◆ Source material ◆

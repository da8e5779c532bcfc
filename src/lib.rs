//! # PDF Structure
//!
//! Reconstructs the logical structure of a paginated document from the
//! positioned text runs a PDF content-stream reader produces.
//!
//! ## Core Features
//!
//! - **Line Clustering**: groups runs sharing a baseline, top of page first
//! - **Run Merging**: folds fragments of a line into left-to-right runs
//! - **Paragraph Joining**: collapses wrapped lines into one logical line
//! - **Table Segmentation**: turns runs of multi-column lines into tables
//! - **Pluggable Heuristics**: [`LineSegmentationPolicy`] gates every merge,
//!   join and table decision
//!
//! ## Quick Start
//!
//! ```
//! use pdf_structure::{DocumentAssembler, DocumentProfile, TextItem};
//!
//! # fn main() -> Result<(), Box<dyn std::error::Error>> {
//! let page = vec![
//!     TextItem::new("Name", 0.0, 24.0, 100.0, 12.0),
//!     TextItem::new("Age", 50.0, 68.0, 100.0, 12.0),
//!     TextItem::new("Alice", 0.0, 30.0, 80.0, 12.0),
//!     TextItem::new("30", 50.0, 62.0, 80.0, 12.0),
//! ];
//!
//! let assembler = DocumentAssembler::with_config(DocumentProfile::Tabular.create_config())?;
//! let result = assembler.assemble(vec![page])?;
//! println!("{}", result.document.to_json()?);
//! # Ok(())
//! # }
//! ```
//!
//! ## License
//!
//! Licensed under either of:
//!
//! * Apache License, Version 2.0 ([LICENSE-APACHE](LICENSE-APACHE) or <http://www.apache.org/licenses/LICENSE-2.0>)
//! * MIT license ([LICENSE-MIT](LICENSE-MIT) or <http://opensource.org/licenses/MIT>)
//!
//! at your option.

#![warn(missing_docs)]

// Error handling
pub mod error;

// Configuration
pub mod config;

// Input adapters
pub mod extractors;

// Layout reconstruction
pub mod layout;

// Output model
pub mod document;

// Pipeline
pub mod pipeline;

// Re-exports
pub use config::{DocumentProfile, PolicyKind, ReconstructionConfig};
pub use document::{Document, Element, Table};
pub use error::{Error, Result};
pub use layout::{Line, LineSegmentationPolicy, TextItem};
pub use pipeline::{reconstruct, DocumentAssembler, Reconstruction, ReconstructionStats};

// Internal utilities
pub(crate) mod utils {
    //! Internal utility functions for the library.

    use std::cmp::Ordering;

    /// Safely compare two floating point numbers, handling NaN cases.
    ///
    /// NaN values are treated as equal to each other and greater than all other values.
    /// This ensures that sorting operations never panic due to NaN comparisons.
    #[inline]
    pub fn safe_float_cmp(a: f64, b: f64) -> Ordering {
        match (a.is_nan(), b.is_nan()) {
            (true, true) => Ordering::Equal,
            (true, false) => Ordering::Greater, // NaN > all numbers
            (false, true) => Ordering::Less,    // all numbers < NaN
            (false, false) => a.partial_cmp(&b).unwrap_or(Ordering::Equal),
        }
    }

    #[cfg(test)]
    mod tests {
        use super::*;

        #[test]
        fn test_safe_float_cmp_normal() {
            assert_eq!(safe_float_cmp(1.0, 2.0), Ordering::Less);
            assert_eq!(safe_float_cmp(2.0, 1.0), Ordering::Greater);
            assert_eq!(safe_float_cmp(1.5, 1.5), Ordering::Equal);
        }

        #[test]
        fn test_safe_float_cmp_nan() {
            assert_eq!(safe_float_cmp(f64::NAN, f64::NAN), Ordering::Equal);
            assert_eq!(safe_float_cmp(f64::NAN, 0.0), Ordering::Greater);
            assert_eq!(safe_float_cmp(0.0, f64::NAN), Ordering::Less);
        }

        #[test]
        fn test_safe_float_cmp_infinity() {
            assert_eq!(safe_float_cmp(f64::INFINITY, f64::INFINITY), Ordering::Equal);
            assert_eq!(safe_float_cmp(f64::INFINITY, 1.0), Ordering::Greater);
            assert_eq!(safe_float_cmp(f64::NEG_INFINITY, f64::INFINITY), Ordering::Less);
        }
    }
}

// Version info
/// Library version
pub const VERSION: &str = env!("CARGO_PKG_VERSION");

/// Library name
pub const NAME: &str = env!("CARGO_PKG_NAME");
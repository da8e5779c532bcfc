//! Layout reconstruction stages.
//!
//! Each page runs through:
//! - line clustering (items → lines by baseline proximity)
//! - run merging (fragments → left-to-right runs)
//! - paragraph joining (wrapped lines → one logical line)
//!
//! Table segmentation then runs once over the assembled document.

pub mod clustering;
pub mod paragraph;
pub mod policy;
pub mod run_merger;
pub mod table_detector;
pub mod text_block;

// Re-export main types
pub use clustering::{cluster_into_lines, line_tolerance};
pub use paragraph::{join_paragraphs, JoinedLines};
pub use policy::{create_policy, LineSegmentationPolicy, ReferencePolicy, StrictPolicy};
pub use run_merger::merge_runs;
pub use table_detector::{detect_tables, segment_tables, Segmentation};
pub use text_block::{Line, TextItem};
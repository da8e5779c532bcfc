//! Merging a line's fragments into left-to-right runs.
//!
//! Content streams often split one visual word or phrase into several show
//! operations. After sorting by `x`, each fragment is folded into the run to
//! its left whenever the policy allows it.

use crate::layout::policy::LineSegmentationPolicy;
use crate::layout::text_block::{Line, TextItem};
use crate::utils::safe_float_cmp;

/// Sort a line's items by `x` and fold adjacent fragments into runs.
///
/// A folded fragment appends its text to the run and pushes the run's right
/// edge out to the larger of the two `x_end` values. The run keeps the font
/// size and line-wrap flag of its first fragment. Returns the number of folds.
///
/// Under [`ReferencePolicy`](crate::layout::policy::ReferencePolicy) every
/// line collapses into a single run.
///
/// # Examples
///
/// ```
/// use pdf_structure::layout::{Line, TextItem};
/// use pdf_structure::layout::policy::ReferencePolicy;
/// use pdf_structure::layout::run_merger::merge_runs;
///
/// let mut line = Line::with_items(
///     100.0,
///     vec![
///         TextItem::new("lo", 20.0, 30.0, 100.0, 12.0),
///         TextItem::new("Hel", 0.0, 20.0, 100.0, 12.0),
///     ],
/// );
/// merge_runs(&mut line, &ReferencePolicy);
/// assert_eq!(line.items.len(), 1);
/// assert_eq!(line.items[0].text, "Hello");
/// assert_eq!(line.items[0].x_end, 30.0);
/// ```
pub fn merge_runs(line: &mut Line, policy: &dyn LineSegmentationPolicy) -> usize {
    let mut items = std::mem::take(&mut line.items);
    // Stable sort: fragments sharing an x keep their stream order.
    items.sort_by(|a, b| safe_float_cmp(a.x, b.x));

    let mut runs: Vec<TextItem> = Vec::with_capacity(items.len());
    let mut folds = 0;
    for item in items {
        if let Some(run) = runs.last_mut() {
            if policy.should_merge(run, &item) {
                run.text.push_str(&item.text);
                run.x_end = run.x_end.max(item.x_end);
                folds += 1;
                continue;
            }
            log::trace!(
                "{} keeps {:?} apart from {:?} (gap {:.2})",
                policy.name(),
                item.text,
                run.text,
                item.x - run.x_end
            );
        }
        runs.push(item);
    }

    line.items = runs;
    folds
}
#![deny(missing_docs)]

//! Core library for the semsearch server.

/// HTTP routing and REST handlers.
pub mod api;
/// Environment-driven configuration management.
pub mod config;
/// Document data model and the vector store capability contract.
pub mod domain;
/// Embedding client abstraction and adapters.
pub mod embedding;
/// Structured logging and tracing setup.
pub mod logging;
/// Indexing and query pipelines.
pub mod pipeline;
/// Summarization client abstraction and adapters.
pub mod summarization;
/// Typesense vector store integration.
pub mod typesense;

◆ What you will do ◆
A single number is the whole answer: how many lines of the records contain the word "DocumentProfile".

◆ Answer space ◆
3